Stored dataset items
·····
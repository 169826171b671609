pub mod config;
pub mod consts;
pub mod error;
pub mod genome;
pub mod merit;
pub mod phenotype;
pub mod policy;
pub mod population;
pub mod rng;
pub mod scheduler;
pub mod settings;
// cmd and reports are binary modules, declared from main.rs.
·····
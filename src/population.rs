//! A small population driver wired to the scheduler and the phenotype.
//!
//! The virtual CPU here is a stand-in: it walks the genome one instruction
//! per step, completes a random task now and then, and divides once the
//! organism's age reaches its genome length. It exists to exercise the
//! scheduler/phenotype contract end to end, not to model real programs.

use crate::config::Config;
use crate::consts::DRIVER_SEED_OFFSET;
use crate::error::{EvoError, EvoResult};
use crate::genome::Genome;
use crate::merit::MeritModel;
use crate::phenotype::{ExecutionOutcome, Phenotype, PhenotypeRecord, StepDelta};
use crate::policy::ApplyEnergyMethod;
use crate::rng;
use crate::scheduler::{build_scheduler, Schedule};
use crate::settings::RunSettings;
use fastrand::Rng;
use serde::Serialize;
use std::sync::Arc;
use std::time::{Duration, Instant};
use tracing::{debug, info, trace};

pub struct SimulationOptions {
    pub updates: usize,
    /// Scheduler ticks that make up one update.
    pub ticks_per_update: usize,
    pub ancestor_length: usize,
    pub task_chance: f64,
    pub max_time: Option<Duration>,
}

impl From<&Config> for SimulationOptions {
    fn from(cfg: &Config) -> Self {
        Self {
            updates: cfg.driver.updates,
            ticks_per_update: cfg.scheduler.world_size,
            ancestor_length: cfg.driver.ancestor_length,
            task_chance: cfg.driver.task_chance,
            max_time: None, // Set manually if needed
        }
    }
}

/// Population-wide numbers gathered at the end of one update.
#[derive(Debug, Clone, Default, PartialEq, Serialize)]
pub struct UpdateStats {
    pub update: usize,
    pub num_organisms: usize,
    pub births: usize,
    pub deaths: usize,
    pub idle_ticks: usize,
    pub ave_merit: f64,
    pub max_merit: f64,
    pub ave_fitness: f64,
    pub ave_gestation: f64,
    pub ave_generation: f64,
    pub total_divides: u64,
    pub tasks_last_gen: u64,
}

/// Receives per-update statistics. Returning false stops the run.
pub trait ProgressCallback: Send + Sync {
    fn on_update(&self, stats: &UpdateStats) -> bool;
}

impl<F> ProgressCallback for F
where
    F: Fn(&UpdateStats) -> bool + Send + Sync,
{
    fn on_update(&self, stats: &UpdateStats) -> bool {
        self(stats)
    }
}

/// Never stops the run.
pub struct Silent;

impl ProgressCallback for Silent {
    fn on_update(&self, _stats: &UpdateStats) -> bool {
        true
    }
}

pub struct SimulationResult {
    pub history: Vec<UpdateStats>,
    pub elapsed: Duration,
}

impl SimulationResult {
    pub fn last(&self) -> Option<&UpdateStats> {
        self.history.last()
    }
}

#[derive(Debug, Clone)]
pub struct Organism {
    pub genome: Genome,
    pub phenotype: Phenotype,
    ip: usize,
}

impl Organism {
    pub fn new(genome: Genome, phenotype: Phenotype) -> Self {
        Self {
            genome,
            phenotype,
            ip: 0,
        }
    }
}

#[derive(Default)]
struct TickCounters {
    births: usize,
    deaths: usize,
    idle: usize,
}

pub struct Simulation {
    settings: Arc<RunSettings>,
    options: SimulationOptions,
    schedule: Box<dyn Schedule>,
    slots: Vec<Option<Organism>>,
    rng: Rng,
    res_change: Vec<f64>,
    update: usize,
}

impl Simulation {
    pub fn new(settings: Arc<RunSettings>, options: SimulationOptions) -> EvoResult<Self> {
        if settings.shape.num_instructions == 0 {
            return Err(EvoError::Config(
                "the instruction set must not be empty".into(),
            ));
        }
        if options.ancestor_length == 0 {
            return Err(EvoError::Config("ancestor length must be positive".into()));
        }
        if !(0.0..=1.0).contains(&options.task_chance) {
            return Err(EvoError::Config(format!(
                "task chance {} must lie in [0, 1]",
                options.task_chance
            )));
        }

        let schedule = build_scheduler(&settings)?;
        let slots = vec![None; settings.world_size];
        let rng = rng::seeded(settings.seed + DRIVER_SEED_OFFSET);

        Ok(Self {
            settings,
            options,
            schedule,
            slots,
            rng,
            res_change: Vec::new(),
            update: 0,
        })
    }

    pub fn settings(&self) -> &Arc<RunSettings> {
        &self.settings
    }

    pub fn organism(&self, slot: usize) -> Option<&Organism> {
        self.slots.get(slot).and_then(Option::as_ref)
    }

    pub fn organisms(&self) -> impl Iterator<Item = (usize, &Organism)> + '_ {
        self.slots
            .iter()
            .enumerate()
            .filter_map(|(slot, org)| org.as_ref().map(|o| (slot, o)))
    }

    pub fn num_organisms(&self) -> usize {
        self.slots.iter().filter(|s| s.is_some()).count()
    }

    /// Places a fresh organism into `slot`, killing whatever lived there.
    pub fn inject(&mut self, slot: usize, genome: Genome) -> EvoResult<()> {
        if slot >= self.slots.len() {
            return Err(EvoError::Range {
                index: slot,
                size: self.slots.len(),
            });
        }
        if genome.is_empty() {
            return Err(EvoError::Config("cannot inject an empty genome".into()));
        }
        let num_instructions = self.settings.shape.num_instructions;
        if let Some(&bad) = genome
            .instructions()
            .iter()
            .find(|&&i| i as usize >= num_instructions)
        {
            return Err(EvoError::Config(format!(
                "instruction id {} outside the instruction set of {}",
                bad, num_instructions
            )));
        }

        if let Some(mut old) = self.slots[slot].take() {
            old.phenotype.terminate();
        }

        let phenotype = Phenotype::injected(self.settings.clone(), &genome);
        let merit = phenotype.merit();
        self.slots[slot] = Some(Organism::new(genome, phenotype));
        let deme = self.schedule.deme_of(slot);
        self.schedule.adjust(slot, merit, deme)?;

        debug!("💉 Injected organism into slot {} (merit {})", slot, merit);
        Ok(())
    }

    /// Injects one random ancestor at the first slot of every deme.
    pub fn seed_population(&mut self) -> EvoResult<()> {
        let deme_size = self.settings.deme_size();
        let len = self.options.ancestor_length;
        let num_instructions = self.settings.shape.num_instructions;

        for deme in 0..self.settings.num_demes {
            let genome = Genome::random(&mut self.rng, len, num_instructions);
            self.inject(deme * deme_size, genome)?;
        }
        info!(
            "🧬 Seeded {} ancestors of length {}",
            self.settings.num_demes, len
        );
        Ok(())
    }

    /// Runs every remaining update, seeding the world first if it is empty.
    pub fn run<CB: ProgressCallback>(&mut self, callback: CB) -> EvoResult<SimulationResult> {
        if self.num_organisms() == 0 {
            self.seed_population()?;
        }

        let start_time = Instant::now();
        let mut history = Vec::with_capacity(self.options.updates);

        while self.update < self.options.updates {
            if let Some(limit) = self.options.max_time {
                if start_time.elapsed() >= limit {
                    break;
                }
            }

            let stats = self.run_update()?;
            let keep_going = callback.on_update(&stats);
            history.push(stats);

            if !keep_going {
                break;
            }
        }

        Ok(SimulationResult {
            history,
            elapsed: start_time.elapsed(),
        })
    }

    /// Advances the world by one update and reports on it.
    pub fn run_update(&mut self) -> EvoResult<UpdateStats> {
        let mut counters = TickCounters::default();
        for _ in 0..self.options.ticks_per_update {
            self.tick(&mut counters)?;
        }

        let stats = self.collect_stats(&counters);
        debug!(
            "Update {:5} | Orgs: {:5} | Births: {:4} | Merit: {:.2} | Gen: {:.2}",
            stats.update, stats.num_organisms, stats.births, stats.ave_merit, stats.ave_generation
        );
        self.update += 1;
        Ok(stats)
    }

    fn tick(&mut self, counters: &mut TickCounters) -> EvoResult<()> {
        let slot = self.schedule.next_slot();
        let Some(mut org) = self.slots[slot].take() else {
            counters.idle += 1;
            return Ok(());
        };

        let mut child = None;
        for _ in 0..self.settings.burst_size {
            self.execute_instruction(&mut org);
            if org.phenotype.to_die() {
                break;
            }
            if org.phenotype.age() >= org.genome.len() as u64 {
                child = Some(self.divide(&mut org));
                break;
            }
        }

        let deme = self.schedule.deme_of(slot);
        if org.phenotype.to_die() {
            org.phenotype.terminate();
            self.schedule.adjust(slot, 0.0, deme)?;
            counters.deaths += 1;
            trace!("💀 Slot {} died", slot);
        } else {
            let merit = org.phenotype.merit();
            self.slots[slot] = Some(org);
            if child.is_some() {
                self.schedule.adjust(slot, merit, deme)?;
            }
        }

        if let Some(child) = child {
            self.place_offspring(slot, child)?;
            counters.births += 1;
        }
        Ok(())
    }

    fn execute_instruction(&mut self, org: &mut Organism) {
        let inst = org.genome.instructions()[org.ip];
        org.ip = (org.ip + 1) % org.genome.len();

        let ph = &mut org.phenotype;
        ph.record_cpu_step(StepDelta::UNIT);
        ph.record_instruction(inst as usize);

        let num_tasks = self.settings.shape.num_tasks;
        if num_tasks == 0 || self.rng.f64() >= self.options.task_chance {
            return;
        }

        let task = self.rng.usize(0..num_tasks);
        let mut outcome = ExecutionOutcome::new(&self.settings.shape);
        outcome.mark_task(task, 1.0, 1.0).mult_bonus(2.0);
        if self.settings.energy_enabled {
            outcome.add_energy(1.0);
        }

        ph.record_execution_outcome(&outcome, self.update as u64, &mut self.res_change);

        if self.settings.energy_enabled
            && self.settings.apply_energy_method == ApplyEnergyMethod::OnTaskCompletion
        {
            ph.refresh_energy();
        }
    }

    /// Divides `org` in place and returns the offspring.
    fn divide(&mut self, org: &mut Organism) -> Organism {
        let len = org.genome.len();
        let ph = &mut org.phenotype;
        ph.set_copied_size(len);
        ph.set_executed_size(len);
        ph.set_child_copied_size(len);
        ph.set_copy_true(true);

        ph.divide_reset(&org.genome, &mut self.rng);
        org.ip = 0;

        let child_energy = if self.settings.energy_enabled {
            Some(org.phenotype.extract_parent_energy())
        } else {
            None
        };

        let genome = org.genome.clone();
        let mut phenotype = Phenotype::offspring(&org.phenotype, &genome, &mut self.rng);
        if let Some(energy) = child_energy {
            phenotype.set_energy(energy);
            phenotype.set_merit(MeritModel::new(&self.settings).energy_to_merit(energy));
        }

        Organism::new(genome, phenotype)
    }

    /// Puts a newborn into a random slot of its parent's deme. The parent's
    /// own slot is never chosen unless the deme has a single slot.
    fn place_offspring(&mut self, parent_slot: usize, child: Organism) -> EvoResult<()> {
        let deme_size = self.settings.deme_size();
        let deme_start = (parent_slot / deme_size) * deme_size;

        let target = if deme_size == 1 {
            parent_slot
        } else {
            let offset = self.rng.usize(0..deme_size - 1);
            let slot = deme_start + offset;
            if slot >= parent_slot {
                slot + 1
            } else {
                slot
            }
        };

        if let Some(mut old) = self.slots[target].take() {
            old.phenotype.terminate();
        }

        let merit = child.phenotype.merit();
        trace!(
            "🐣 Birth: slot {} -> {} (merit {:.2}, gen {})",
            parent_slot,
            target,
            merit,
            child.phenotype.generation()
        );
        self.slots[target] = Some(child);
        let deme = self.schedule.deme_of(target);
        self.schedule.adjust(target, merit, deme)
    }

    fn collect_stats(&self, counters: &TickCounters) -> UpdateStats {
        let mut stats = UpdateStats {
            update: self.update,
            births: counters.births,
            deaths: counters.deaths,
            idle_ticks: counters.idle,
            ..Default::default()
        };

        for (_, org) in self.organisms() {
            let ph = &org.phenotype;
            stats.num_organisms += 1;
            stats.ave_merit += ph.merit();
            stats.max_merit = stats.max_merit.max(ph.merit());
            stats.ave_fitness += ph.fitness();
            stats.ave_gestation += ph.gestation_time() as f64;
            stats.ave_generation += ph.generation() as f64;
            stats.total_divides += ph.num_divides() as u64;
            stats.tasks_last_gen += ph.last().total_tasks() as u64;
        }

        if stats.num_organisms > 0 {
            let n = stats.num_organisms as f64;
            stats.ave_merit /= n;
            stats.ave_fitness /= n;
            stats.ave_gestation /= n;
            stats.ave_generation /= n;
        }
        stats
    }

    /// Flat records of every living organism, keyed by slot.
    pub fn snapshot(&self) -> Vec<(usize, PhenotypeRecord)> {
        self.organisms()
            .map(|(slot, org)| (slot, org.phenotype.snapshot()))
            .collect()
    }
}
·····
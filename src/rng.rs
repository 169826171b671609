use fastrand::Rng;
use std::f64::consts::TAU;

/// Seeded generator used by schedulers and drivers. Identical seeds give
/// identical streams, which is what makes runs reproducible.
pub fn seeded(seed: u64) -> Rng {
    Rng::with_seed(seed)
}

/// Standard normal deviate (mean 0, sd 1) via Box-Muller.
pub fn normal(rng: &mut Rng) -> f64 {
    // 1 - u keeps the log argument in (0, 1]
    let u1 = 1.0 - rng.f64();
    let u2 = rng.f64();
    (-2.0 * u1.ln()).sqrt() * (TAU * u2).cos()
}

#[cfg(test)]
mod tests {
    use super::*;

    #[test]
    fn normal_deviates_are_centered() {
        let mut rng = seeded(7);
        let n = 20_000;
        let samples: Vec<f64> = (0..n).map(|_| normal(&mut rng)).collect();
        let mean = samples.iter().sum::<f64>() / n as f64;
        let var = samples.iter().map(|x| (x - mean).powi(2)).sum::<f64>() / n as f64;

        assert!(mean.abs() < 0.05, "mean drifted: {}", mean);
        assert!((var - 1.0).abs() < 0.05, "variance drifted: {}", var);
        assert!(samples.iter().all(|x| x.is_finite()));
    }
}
·····
Your instructions: All lines in the entries above that include "filename" should be found and copied.

Task answer:
filename src/population.rs
filename src/rng.rs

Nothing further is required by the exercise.